- **EXERCISE**
Please write out the data below once more, exactly as it stands.

(DATA FOR THE TASK)

/// Result of a game from the perspective of one player.
///
/// `Ongoing` means the state was evaluated and nobody has won yet. A draw is a
/// terminal outcome whose value is exactly zero.
#[derive(Clone, Copy, Debug, PartialEq, Eq, Hash)]
pub enum Outcome {
    Ongoing,
    Win,
    Loss,
    Draw,
}

impl Outcome {
    pub fn is_terminal(&self) -> bool {
        !matches!(self, Outcome::Ongoing)
    }

    /// Scalar value of the outcome in `[-1, 1]`.
    pub fn value(&self) -> f32 {
        match self {
            Outcome::Win => 1.0,
            Outcome::Loss => -1.0,
            Outcome::Draw | Outcome::Ongoing => 0.0,
        }
    }

    /// The same outcome seen by the other player.
    pub fn reversed(&self) -> Self {
        match self {
            Outcome::Win => Outcome::Loss,
            Outcome::Loss => Outcome::Win,
            other => *other,
        }
    }
}
#[cfg(test)]
mod counting_game;
mod edge;
pub mod mcts;
mod node;
pub mod node_details;
pub mod options;
pub mod puct;
pub mod store;
pub mod temp;

pub use edge::*;
pub use mcts::*;
pub use node::*;
pub use node_details::*;
pub use options::*;
pub use puct::*;
pub use store::*;
pub use temp::*;
use std::{collections::HashMap, path::Path};

use anyhow::{anyhow, Context, Result};
use hocon::{Hocon, HoconLoader};
use log::debug;

/// Reads configuration values from a HOCON document.
///
/// Lookup order for a key: process environment, the configured scope, then the document root.
#[derive(Debug)]
pub struct ConfigLoader {
    hocon: Hocon,
    env: HashMap<String, String>,
    scope: String,
}

impl ConfigLoader {
    pub fn new(path: impl AsRef<Path>, scope: String) -> Result<Self> {
        let path = path.as_ref();
        if !path.is_file() {
            return Err(anyhow!("The config file {:?} was not found", path));
        }

        let hocon = HoconLoader::new()
            .load_file(path)
            .with_context(|| format!("Failed to find or load config file at: {:?}", path))?
            .hocon()?;

        debug!("Loaded config from {:?} with scope {}", path, scope);

        Ok(Self::from_hocon(hocon, scope))
    }

    pub fn from_config_str(config: &str, scope: String) -> Result<Self> {
        let hocon = HoconLoader::new()
            .load_str(config)
            .context("Failed to parse config")?
            .hocon()?;

        Ok(Self::from_hocon(hocon, scope))
    }

    fn from_hocon(hocon: Hocon, scope: String) -> Self {
        let env = std::env::vars().collect::<HashMap<_, _>>();

        Self { hocon, env, scope }
    }

    pub fn get(&self, name: &str) -> Option<Value> {
        if let Some(value) = self.env.get(name) {
            return Some(Value::String(value.clone()));
        }

        let scope = &self.hocon[self.scope.as_str()];
        if matches!(scope, Hocon::Hash(_)) {
            if let Some(value) = Self::map_hocon(scope, name) {
                return Some(value);
            }
        }

        Self::map_hocon(&self.hocon, name)
    }

    pub fn load<T: Config>(&self) -> Result<T> {
        let res = T::load(self)?;
        Ok(res)
    }

    fn map_hocon(hocon: &Hocon, name: &str) -> Option<Value> {
        match &hocon[name] {
            Hocon::Real(f64) => Some(Value::Float(*f64 as f32)),
            Hocon::Integer(i64) => Some(Value::Integer(*i64)),
            Hocon::String(string) => Some(Value::String(string.clone())),
            Hocon::Boolean(bool) => Some(Value::Boolean(*bool)),
            _ => None,
        }
    }
}

#[derive(Debug)]
pub enum Value {
    String(String),
    Integer(i64),
    Float(f32),
    Boolean(bool),
}

impl Value {
    pub fn as_bool(&self) -> Option<bool> {
        match self {
            Value::Boolean(val) => Some(*val),
            Value::String(val) => Hocon::String(val.clone()).as_bool(),
            _ => None,
        }
    }

    pub fn as_usize(&self) -> Option<usize> {
        match self {
            Value::Integer(val) => usize::try_from(*val).ok(),
            Value::String(val) => val.parse::<usize>().ok(),
            _ => None,
        }
    }

    pub fn as_f32(&self) -> Option<f32> {
        match self {
            Value::Float(val) => Some(*val),
            Value::Integer(val) => Some(*val as f32),
            Value::String(val) => val.parse::<f32>().ok(),
            _ => None,
        }
    }

    pub fn as_string(&self) -> Option<String> {
        match self {
            Value::String(val) => Some(val.clone()),
            Value::Boolean(true) => Some("true".to_string()),
            Value::Boolean(false) => Some("false".to_string()),
            Value::Float(val) => Some(val.to_string()),
            Value::Integer(val) => Some(val.to_string()),
        }
    }
}

pub trait Config {
    fn load(config: &ConfigLoader) -> Result<Self>
    where
        Self: Sized;
}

(End DATA FOR THE TASK)

- **ANSWER SPACE**
/// Result of a game from the perspective of one player.
///
/// `Ongoing` means the state was evaluated and nobody has won yet. A draw is a
/// terminal outcome whose value is exactly zero.
#[derive(Clone, Copy, Debug, PartialEq, Eq, Hash)]
pub enum Outcome {
    Ongoing,
    Win,
    Loss,
    Draw,
}

impl Outcome {
    pub fn is_terminal(&self) -> bool {
        !matches!(self, Outcome::Ongoing)
    }

    /// Scalar value of the outcome in `[-1, 1]`.
    pub fn value(&self) -> f32 {
        match self {
            Outcome::Win => 1.0,
            Outcome::Loss => -1.0,
            Outcome::Draw | Outcome::Ongoing => 0.0,
        }
    }

    /// The same outcome seen by the other player.
    pub fn reversed(&self) -> Self {
        match self {
            Outcome::Win => Outcome::Loss,
            Outcome::Loss => Outcome::Win,
            other => *other,
        }
    }
}
#[cfg(test)]
mod counting_game;
mod edge;
pub mod mcts;
mod node;
pub mod node_details;
pub mod options;
pub mod puct;
pub mod store;
pub mod temp;

pub use edge::*;
pub use mcts::*;
pub use node::*;
pub use node_details::*;
pub use options::*;
pub use puct::*;
pub use store::*;
pub use temp::*;
use std::{collections::HashMap, path::Path};

use anyhow::{anyhow, Context, Result};
use hocon::{Hocon, HoconLoader};
use log::debug;

/// Reads configuration values from a HOCON document.
///
/// Lookup order for a key: process environment, the configured scope, then the document root.
#[derive(Debug)]
pub struct ConfigLoader {
    hocon: Hocon,
    env: HashMap<String, String>,
    scope: String,
}

impl ConfigLoader {
    pub fn new(path: impl AsRef<Path>, scope: String) -> Result<Self> {
        let path = path.as_ref();
        if !path.is_file() {
            return Err(anyhow!("The config file {:?} was not found", path));
        }

        let hocon = HoconLoader::new()
            .load_file(path)
            .with_context(|| format!("Failed to find or load config file at: {:?}", path))?
            .hocon()?;

        debug!("Loaded config from {:?} with scope {}", path, scope);

        Ok(Self::from_hocon(hocon, scope))
    }

    pub fn from_config_str(config: &str, scope: String) -> Result<Self> {
        let hocon = HoconLoader::new()
            .load_str(config)
            .context("Failed to parse config")?
            .hocon()?;

        Ok(Self::from_hocon(hocon, scope))
    }

    fn from_hocon(hocon: Hocon, scope: String) -> Self {
        let env = std::env::vars().collect::<HashMap<_, _>>();

        Self { hocon, env, scope }
    }

    pub fn get(&self, name: &str) -> Option<Value> {
        if let Some(value) = self.env.get(name) {
            return Some(Value::String(value.clone()));
        }

        let scope = &self.hocon[self.scope.as_str()];
        if matches!(scope, Hocon::Hash(_)) {
            if let Some(value) = Self::map_hocon(scope, name) {
                return Some(value);
            }
        }

        Self::map_hocon(&self.hocon, name)
    }

    pub fn load<T: Config>(&self) -> Result<T> {
        let res = T::load(self)?;
        Ok(res)
    }

    fn map_hocon(hocon: &Hocon, name: &str) -> Option<Value> {
        match &hocon[name] {
            Hocon::Real(f64) => Some(Value::Float(*f64 as f32)),
            Hocon::Integer(i64) => Some(Value::Integer(*i64)),
            Hocon::String(string) => Some(Value::String(string.clone())),
            Hocon::Boolean(bool) => Some(Value::Boolean(*bool)),
            _ => None,
        }
    }
}

#[derive(Debug)]
pub enum Value {
    String(String),
    Integer(i64),
    Float(f32),
    Boolean(bool),
}

impl Value {
    pub fn as_bool(&self) -> Option<bool> {
        match self {
            Value::Boolean(val) => Some(*val),
            Value::String(val) => Hocon::String(val.clone()).as_bool(),
            _ => None,
        }
    }

    pub fn as_usize(&self) -> Option<usize> {
        match self {
            Value::Integer(val) => usize::try_from(*val).ok(),
            Value::String(val) => val.parse::<usize>().ok(),
            _ => None,
        }
    }

    pub fn as_f32(&self) -> Option<f32> {
        match self {
            Value::Float(val) => Some(*val),
            Value::Integer(val) => Some(*val as f32),
            Value::String(val) => val.parse::<f32>().ok(),
            _ => None,
        }
    }

    pub fn as_string(&self) -> Option<String> {
        match self {
            Value::String(val) => Some(val.clone()),
            Value::Boolean(true) => Some("true".to_string()),
            Value::Boolean(false) => Some("false".to_string()),
            Value::Float(val) => Some(val.to_string()),
            Value::Integer(val) => Some(val.to_string()),
        }
    }
}

pub trait Config {
    fn load(config: &ConfigLoader) -> Result<Self>
    where
        Self: Sized;
}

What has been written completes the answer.